ASSIGNMENT ::
Up to and including the line with "Unix timestamps (seconds).", output the records exactly as they appear.

(Beginning of PROVIDED ENTRIES)

use thiserror::Error;

use crate::user::errors::UserError;

/// Failure modes of the credential verification flow
#[derive(Debug, Clone, Error)]
pub enum LoginError {
    #[error("User not found with email: {0}")]
    UserNotFound(String),

    #[error("Invalid credentials")]
    InvalidCredentials,

    #[error("User lookup failed: {0}")]
    Repository(#[from] UserError),

    #[error("Token generation failed: {0}")]
    TokenGeneration(String),

    #[error("Unknown error: {0}")]
    Unknown(String),
}
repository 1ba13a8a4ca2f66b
pub mod http;
pub mod config;
pub mod domain;
pub mod inbound;
pub mod outbound;

pub use domain::login;
pub use domain::task;
pub use domain::user;
pub use outbound::repositories;
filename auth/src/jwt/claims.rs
use chrono::DateTime;
use chrono::Duration;
use chrono::Utc;
use serde::Deserialize;
use serde::Serialize;

/// Lifetime of every issued token.
pub const TOKEN_LIFETIME_HOURS: i64 = 24;

/// JWT claims describing an authenticated identity.
///
/// `iat` and `exp` are RFC 7519 Unix timestamps (seconds).
#[derive(Debug, Clone, Serialize, Deserialize, PartialEq, Eq)]
pub struct Claims {
    /// Identity identifier
    pub id: i64,

    /// Identity email address
    pub email: String,

    /// Identity display name
    pub name: String,

    /// Issued at (Unix timestamp)
    pub iat: i64,

    /// Expiration time (Unix timestamp)
    pub exp: i64,
}

impl Claims {
    /// Create claims for an identity, issued now.
    ///
    /// # Arguments
    /// * `id` - Identity identifier
    /// * `email` - Identity email address
    /// * `name` - Identity display name
    ///
    /// # Returns
    /// Claims valid for `TOKEN_LIFETIME_HOURS` from now
    pub fn for_identity(id: i64, email: impl Into<String>, name: impl Into<String>) -> Self {
        Self::issued_at(id, email, name, Utc::now())
    }

    /// Create claims for an identity issued at a given instant.
    pub fn issued_at(
        id: i64,
        email: impl Into<String>,
        name: impl Into<String>,
        issued_at: DateTime<Utc>,
    ) -> Self {
        let expiration = issued_at + Duration::hours(TOKEN_LIFETIME_HOURS);

        Self {
            id,
            email: email.into(),
            name: name.into(),
            iat: issued_at.timestamp(),
            exp: expiration.timestamp(),
        }
    }
}
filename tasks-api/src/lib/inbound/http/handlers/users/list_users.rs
use axum::extract::State;
use axum::http::StatusCode;

use super::UserResponseData;
use crate::domain::user::ports::UserServicePort;
use crate::inbound::http::handlers::ApiError;
use crate::inbound::http::handlers::ApiSuccess;
use crate::inbound::http::router::AppState;

pub async fn list_users(
    State(state): State<AppState>,
) -> Result<ApiSuccess<Vec<UserResponseData>>, ApiError> {
    state
        .user_service
        .list_users()
        .await
        .map_err(ApiError::from)
        .map(|users| {
            ApiSuccess::new(
                StatusCode::OK,
                users.iter().map(UserResponseData::from).collect(),
            )
        })
}
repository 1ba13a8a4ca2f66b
use axum::extract::rejection::JsonRejection;
use axum::http::StatusCode;
use axum::response::IntoResponse;
use axum::response::Response;
use axum::Json;
use serde::Serialize;
use serde_json::Value;

use crate::domain::login::errors::LoginError;
use crate::domain::task::errors::TaskError;
use crate::domain::task::models::TaskId;
use crate::domain::user::models::UserId;
use crate::user::errors::UserError;

pub mod login;
pub mod tasks;
pub mod users;

pub const USER_NOT_FOUND: &str = "Usuário não encontrado";
pub const TASK_NOT_FOUND: &str = "Tarefa não encontrada";
pub const INVALID_PASSWORD: &str = "Senha inválida";
pub const EMAIL_TAKEN: &str = "Email já cadastrado";
pub const INVALID_EMAIL: &str = "Email inválido";
pub const INVALID_NAME: &str = "Nome inválido";
pub const INVALID_AGE: &str = "Idade inválida";
pub const INVALID_TITLE: &str = "Título inválido";
pub const INVALID_USER_ID: &str = "ID do usuário inválido";
pub const INVALID_ID: &str = "ID inválido";
pub const INVALID_DESCRIPTION: &str = "Descrição inválida";
pub const INVALID_COMPLETED: &str = "Status inválido";
pub const INTERNAL_ERROR: &str = "Erro interno do servidor";

#[derive(Debug, Clone)]
pub struct ApiSuccess<T: Serialize>(StatusCode, Json<T>);

impl<T: Serialize> ApiSuccess<T> {
    pub fn new(status: StatusCode, data: T) -> Self {
        ApiSuccess(status, Json(data))
    }
}

impl<T: Serialize> IntoResponse for ApiSuccess<T> {
    fn into_response(self) -> Response {
        (self.0, self.1).into_response()
    }
}

#[derive(Debug, Clone, PartialEq, Eq)]
pub enum ApiError {
    InternalServerError(String),
    BadRequest(Vec<FieldError>),
    NotFound(String),
    Conflict(String),
    Unauthorized(String),
}

impl IntoResponse for ApiError {
    fn into_response(self) -> Response {
        let (status, message) = match self {
            ApiError::BadRequest(errors) => {
                return (StatusCode::BAD_REQUEST, Json(ValidationErrorData { errors }))
                    .into_response();
            }
            ApiError::InternalServerError(detail) => {
                // Detail stays in the logs, clients get a generic message
                tracing::error!(error = %detail, "Request failed");
                (StatusCode::INTERNAL_SERVER_ERROR, INTERNAL_ERROR.to_string())
            }
            ApiError::NotFound(msg) => (StatusCode::NOT_FOUND, msg),
            ApiError::Conflict(msg) => (StatusCode::CONFLICT, msg),
            ApiError::Unauthorized(msg) => (StatusCode::UNAUTHORIZED, msg),
        };

        (status, Json(ApiErrorData { message })).into_response()
    }
}

impl From<UserError> for ApiError {
    fn from(err: UserError) -> Self {
        match err {
            UserError::NotFound(_) => ApiError::NotFound(USER_NOT_FOUND.to_string()),
            UserError::EmailAlreadyExists(_) => ApiError::Conflict(EMAIL_TAKEN.to_string()),
            UserError::InvalidName(_)
            | UserError::InvalidEmail(_)
            | UserError::InvalidAge(_)
            | UserError::PasswordHashing(_)
            | UserError::DatabaseError(_)
            | UserError::Unknown(_) => ApiError::InternalServerError(err.to_string()),
        }
    }
}

impl From<TaskError> for ApiError {
    fn from(err: TaskError) -> Self {
        match err {
            TaskError::NotFound(_) => ApiError::NotFound(TASK_NOT_FOUND.to_string()),
            TaskError::OwnerNotFound(_) => ApiError::NotFound(USER_NOT_FOUND.to_string()),
            TaskError::InvalidTitle(_) | TaskError::DatabaseError(_) => {
                ApiError::InternalServerError(err.to_string())
            }
        }
    }
}

impl From<LoginError> for ApiError {
    fn from(err: LoginError) -> Self {
        match err {
            LoginError::UserNotFound(_) => ApiError::NotFound(USER_NOT_FOUND.to_string()),
            LoginError::InvalidCredentials => ApiError::Unauthorized(INVALID_PASSWORD.to_string()),
            LoginError::Repository(e) => ApiError::from(e),
            LoginError::TokenGeneration(_) | LoginError::Unknown(_) => {
                ApiError::InternalServerError(err.to_string())
            }
        }
    }
}

#[derive(Debug, Clone, PartialEq, Eq, Serialize)]
pub struct ApiErrorData {
    pub message: String,
}

#[derive(Debug, Clone, PartialEq, Eq, Serialize)]
pub struct ValidationErrorData {
    pub errors: Vec<FieldError>,
}

/// One rejected request field
#[derive(Debug, Clone, PartialEq, Eq, Serialize)]
pub struct FieldError {
    pub field: String,
    pub message: String,
}

impl FieldError {
    pub fn new(field: impl Into<String>, message: impl Into<String>) -> Self {
        Self {
            field: field.into(),
            message: message.into(),
        }
    }
}

/// Collects every invalid field of a request body before rejecting it.
///
/// Request bodies keep their fields as raw JSON so a value of the wrong type is
/// reported against its own field instead of failing the whole body.
#[derive(Debug, Default)]
pub struct FieldErrors(Vec<FieldError>);

impl FieldErrors {
    /// Parse a field that must be present; absent, mistyped or invalid values record `message`.
    pub fn required<R, T, E>(
        &mut self,
        field: &str,
        message: &str,
        value: Option<Value>,
        extract: impl FnOnce(Value) -> Option<R>,
        parse: impl FnOnce(R) -> Result<T, E>,
    ) -> Option<T> {
        match value.and_then(extract).map(parse) {
            Some(Ok(parsed)) => Some(parsed),
            _ => {
                self.0.push(FieldError::new(field, message));
                None
            }
        }
    }

    /// Parse a field that may be absent or null; only mistyped or invalid values record `message`.
    pub fn optional<R, T, E>(
        &mut self,
        field: &str,
        message: &str,
        value: Option<Value>,
        extract: impl FnOnce(Value) -> Option<R>,
        parse: impl FnOnce(R) -> Result<T, E>,
    ) -> Option<T> {
        match value.map(|raw| extract(raw).map(parse)) {
            None => None,
            Some(Some(Ok(parsed))) => Some(parsed),
            Some(_) => {
                self.0.push(FieldError::new(field, message));
                None
            }
        }
    }

    pub fn is_empty(&self) -> bool {
        self.0.is_empty()
    }
}

/// JSON strings only.
pub fn text(value: Value) -> Option<String> {
    match value {
        Value::String(s) => Some(s),
        _ => None,
    }
}

/// JSON integers, or strings holding one (`"12"`).
pub fn integer(value: Value) -> Option<i64> {
    match value {
        Value::Number(n) => n.as_i64(),
        Value::String(s) => s.parse().ok(),
        _ => None,
    }
}

pub fn boolean(value: Value) -> Option<bool> {
    value.as_bool()
}

/// Parser for fields whose type check is the whole validation.
pub fn accept<T>(value: T) -> Result<T, std::convert::Infallible> {
    Ok(value)
}

impl From<FieldErrors> for ApiError {
    fn from(errors: FieldErrors) -> Self {
        ApiError::BadRequest(errors.0)
    }
}

/// Unwrap a JSON body, turning extractor rejections into a 400 validation response.
pub fn parse_body<T>(payload: Result<Json<T>, JsonRejection>) -> Result<T, ApiError> {
    payload
        .map(|Json(body)| body)
        .map_err(|rejection| ApiError::BadRequest(vec![FieldError::new("body", rejection.body_text())]))
}

pub fn parse_user_id(raw: &str) -> Result<UserId, ApiError> {
    UserId::from_string(raw).map_err(|_| ApiError::BadRequest(vec![FieldError::new("id", INVALID_ID)]))
}

pub fn parse_task_id(raw: &str) -> Result<TaskId, ApiError> {
    TaskId::from_string(raw).map_err(|_| ApiError::BadRequest(vec![FieldError::new("id", INVALID_ID)]))
}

(End of PROVIDED ENTRIES)

SOLUTION FOR THIS TASK ::
use thiserror::Error;

use crate::user::errors::UserError;

/// Failure modes of the credential verification flow
#[derive(Debug, Clone, Error)]
pub enum LoginError {
    #[error("User not found with email: {0}")]
    UserNotFound(String),

    #[error("Invalid credentials")]
    InvalidCredentials,

    #[error("User lookup failed: {0}")]
    Repository(#[from] UserError),

    #[error("Token generation failed: {0}")]
    TokenGeneration(String),

    #[error("Unknown error: {0}")]
    Unknown(String),
}
repository 1ba13a8a4ca2f66b
pub mod http;
pub mod config;
pub mod domain;
pub mod inbound;
pub mod outbound;

pub use domain::login;
pub use domain::task;
pub use domain::user;
pub use outbound::repositories;
filename auth/src/jwt/claims.rs
use chrono::DateTime;
use chrono::Duration;
use chrono::Utc;
use serde::Deserialize;
use serde::Serialize;

/// Lifetime of every issued token.
pub const TOKEN_LIFETIME_HOURS: i64 = 24;

/// JWT claims describing an authenticated identity.
///
/// `iat` and `exp` are RFC 7519 Unix timestamps (seconds).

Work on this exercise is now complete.